(Stored data entries)
_ _ _ _ _ _ _
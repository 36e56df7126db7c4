//! Display formatting helpers.

pub mod format;

pub use format::{format_date, format_phone, mask_secret, truncate_string};
impl Directory {
    /// An empty directory, not yet loaded.
    pub fn new(policy: WritePolicy) -> Self {
        Self {
            roster: Vec::new(),
            cursor: 0,
            draft: UserRecord::default(),
            editing: false,
            loading: false,
            add_form_open: false,
            candidate: UserRecord::blank_template(),
            notifications: VecDeque::new(),
            policy,
            load_serial: 0,
            epoch: 0,
        }
    }

    // ------------------------------------------------------------------------
    // Accessors
    // ------------------------------------------------------------------------

    pub fn roster(&self) -> &[UserRecord] {
        &self.roster
    }

    pub fn len(&self) -> usize {
        self.roster.len()
    }

    pub fn is_empty(&self) -> bool {
        self.roster.is_empty()
    }

    pub fn cursor(&self) -> usize {
        self.cursor
    }

    pub fn current(&self) -> Option<&UserRecord> {
        self.roster.get(self.cursor)
    }

    pub fn draft(&self) -> &UserRecord {
        &self.draft
    }

    /// The draft, but only while editing
    pub fn draft_mut(&mut self) -> Option<&mut UserRecord> {
        if self.editing {
            Some(&mut self.draft)
        } else {
            None
        }
    }

    pub fn is_editing(&self) -> bool {
        self.editing
    }

    pub fn is_loading(&self) -> bool {
        self.loading
    }

    /// "User 2 of 5"
    pub fn position_label(&self) -> String {
        if self.roster.is_empty() {
            "No users".to_string()
        } else {
            format!("User {} of {}", self.cursor + 1, self.roster.len())
        }
    }

    // ------------------------------------------------------------------------
    // Loading
    // ------------------------------------------------------------------------

    /// Mark a load as in flight. Any earlier outstanding load becomes stale.
    pub fn begin_load(&mut self) -> LoadTicket {
        self.load_serial += 1;
        self.loading = true;
        debug!(serial = self.load_serial, "Roster load started");
        LoadTicket { serial: self.load_serial }
    }

    /// Apply a finished load. Returns false if the ticket was stale and the
    /// result was dropped.
    pub fn complete_load(&mut self, ticket: LoadTicket, result: Result<Vec<UserRecord>, ApiError>) -> bool {
        if ticket.serial != self.load_serial {
            warn!(serial = ticket.serial, latest = self.load_serial, "Dropping stale roster load");
            return false;
        }
        self.loading = false;

        let roster = match result {
            Ok(records) if !records.is_empty() => {
                info!(count = records.len(), "Roster loaded");
                records
            }
            Ok(_) => {
                info!("Profile service returned no users, using sample data");
                self.notify(Notification::info("No users found on the server. Showing sample data."));
                seed_profiles()
            }
            Err(e) => {
                error!(error = %e, "Failed to load users, using sample data");
                self.notify(Notification::error(format!("Failed to load users: {}", e)));
                seed_profiles()
            }
        };

        self.replace_roster(roster);
        true
    }

    fn replace_roster(&mut self, roster: Vec<UserRecord>) {
        self.roster = roster;
        self.epoch += 1;
        self.cursor = 0;
        self.editing = false;
        self.draft = self.roster.first().cloned().unwrap_or_default();
    }

    // ------------------------------------------------------------------------
    // Navigation and editing
    // ------------------------------------------------------------------------

    /// Move the cursor one step with wraparound. Leaves edit mode and
    /// discards unsaved draft changes.
    pub fn navigate(&mut self, direction: Direction) {
        let len = self.roster.len();
        if len == 0 {
            return;
        }

        self.cursor = match direction {
            Direction::Next => (self.cursor + 1) % len,
            Direction::Previous => (self.cursor + len - 1) % len,
        };
        self.editing = false;
        self.sync_draft();
    }

    pub fn begin_edit(&mut self) {
        if self.roster.is_empty() {
            return;
        }
        self.editing = true;
    }

    pub fn cancel_edit(&mut self) {
        self.editing = false;
        self.sync_draft();
    }

    fn sync_draft(&mut self) {
        self.draft = self.current().cloned().unwrap_or_default();
    }

    // ------------------------------------------------------------------------
    // Save
    // ------------------------------------------------------------------------

    /// Commit the draft into the roster at the cursor and leave edit mode.
    /// Returns the ticket for the remote update, or None when there was
    /// nothing to save.
    pub fn stage_save(&mut self) -> Option<SaveTicket> {
        if !self.editing {
            return None;
        }
        self.editing = false;

        let index = self.cursor;
        let committed = self.draft.clone();
        let slot = self.roster.get_mut(index)?;
        let previous = mem::replace(slot, committed.clone());

        debug!(id = %committed.id, index, "Profile committed locally");
        Some(SaveTicket {
            id: committed.id.clone(),
            committed,
            previous,
            index,
            epoch: self.epoch,
        })
    }

    /// Report the outcome of a remote update. The server's response body
    /// is not merged back.
    pub fn complete_save(&mut self, ticket: SaveTicket, result: Result<UserRecord, ApiError>) {
        match result {
            Ok(_) => {
                info!(id = %ticket.id, "Profile saved");
                self.notify(Notification::success("Profile updated successfully!"));
            }
            Err(e) => {
                error!(id = %ticket.id, error = %e, "Failed to update user");
                self.notify(Notification::error(format!("Failed to update user: {}", e)));

                if self.policy == WritePolicy::RollbackOnFailure {
                    match self.locate(ticket.epoch, ticket.index, &ticket.id) {
                        Some(i) if self.roster[i] == ticket.committed => {
                            self.roster[i] = ticket.previous;
                            if i == self.cursor && !self.editing {
                                self.sync_draft();
                            }
                        }
                        _ => warn!(id = %ticket.id, "Record changed since save; not rolling back"),
                    }
                }
            }
        }
    }

    // ------------------------------------------------------------------------
    // Add
    // ------------------------------------------------------------------------

    pub fn is_add_form_open(&self) -> bool {
        self.add_form_open
    }

    pub fn open_add_form(&mut self) {
        self.add_form_open = true;
    }

    /// Hide the add form. What was typed stays for the next open.
    pub fn close_add_form(&mut self) {
        self.add_form_open = false;
    }

    /// Hide the add form and reset the candidate to a blank template
    pub fn reset_add_form(&mut self) {
        self.add_form_open = false;
        self.candidate = UserRecord::blank_template();
    }

    pub fn candidate(&self) -> &UserRecord {
        &self.candidate
    }

    pub fn candidate_mut(&mut self) -> &mut UserRecord {
        &mut self.candidate
    }

    /// Stage the add form's candidate
    pub fn submit_add_form(&mut self) -> AddTicket {
        let candidate = mem::replace(&mut self.candidate, UserRecord::blank_template());
        self.stage_add(candidate)
    }

    /// Append `candidate` under a placeholder id and point the cursor at it.
    /// The add form is closed and reset.
    pub fn stage_add(&mut self, mut candidate: UserRecord) -> AddTicket {
        let placeholder = placeholder_id();
        candidate.id = placeholder.clone();

        self.roster.push(candidate.clone());
        self.cursor = self.roster.len() - 1;
        self.editing = false;
        self.draft = candidate.clone();
        self.reset_add_form();

        debug!(placeholder_id = %placeholder, "New profile appended locally");
        AddTicket {
            placeholder_id: placeholder,
            submitted: candidate,
            index: self.cursor,
            epoch: self.epoch,
        }
    }

    /// Report the outcome of a remote create. On success the placeholder
    /// entry is replaced by the submitted record overlaid with the server's
    /// fields.
    pub fn complete_add(&mut self, ticket: AddTicket, result: Result<RawProfile, ApiError>) {
        let merged = result.and_then(|server| merge_created(&ticket.submitted, server));

        match merged {
            Ok(record) => {
                info!(placeholder_id = %ticket.placeholder_id, id = %record.id, "User added");
                match self.locate(ticket.epoch, ticket.index, &ticket.placeholder_id) {
                    Some(i) => {
                        self.roster[i] = record;
                        if i == self.cursor && !self.editing {
                            self.sync_draft();
                        }
                    }
                    None => warn!(placeholder_id = %ticket.placeholder_id, "Added record no longer in roster"),
                }
                self.notify(Notification::success("User added successfully!"));
            }
            Err(e) => {
                error!(placeholder_id = %ticket.placeholder_id, error = %e, "Failed to submit user");
                self.notify(Notification::error(format!("Failed to submit user: {}", e)));

                if self.policy == WritePolicy::RollbackOnFailure {
                    match self.locate(ticket.epoch, ticket.index, &ticket.placeholder_id) {
                        Some(i) if self.roster[i] == ticket.submitted => self.remove_at(i),
                        _ => warn!(placeholder_id = %ticket.placeholder_id, "Added record changed; keeping it"),
                    }
                }
            }
        }
    }

    fn remove_at(&mut self, index: usize) {
        self.roster.remove(index);
        if self.cursor > index || self.cursor >= self.roster.len() {
            self.cursor = self.cursor.saturating_sub(1);
        }
        if !self.editing {
            self.sync_draft();
        }
    }

    /// Find the record a ticket refers to. Indices shift when a rollback
    /// removes an entry, so fall back to a search by id.
    fn locate(&self, epoch: u64, index: usize, id: &str) -> Option<usize> {
        if epoch != self.epoch {
            return None;
        }
        match self.roster.get(index) {
            Some(record) if record.id == id => Some(index),
            _ => self.roster.iter().position(|r| r.id == id),
        }
    }

    // ------------------------------------------------------------------------
    // Notifications
    // ------------------------------------------------------------------------

    pub fn notify(&mut self, notification: Notification) {
        self.notifications.push_back(notification);
    }

    pub fn notifications(&self) -> impl Iterator<Item = &Notification> {
        self.notifications.iter()
    }

    pub fn latest_notification(&self) -> Option<&Notification> {
        self.notifications.back()
    }

    /// Drop notifications whose display time has passed
    pub fn expire_notifications(&mut self) {
        let now = Utc::now();
        self.notifications.retain(|n| !n.is_expired_at(now));
    }

    pub fn take_notifications(&mut self) -> Vec<Notification> {
        self.notifications.drain(..).collect()
    }
}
_ _ _ _ _ _ _
Take the line above containing "when there was", the line containing "let index = self.cursor;", and all lines in between, and copy them exactly without anything else.

    /// Returns the ticket for the remote update, or None when there was
    /// nothing to save.
    pub fn stage_save(&mut self) -> Option<SaveTicket> {
        if !self.editing {
            return None;
        }
        self.editing = false;

        let index = self.cursor;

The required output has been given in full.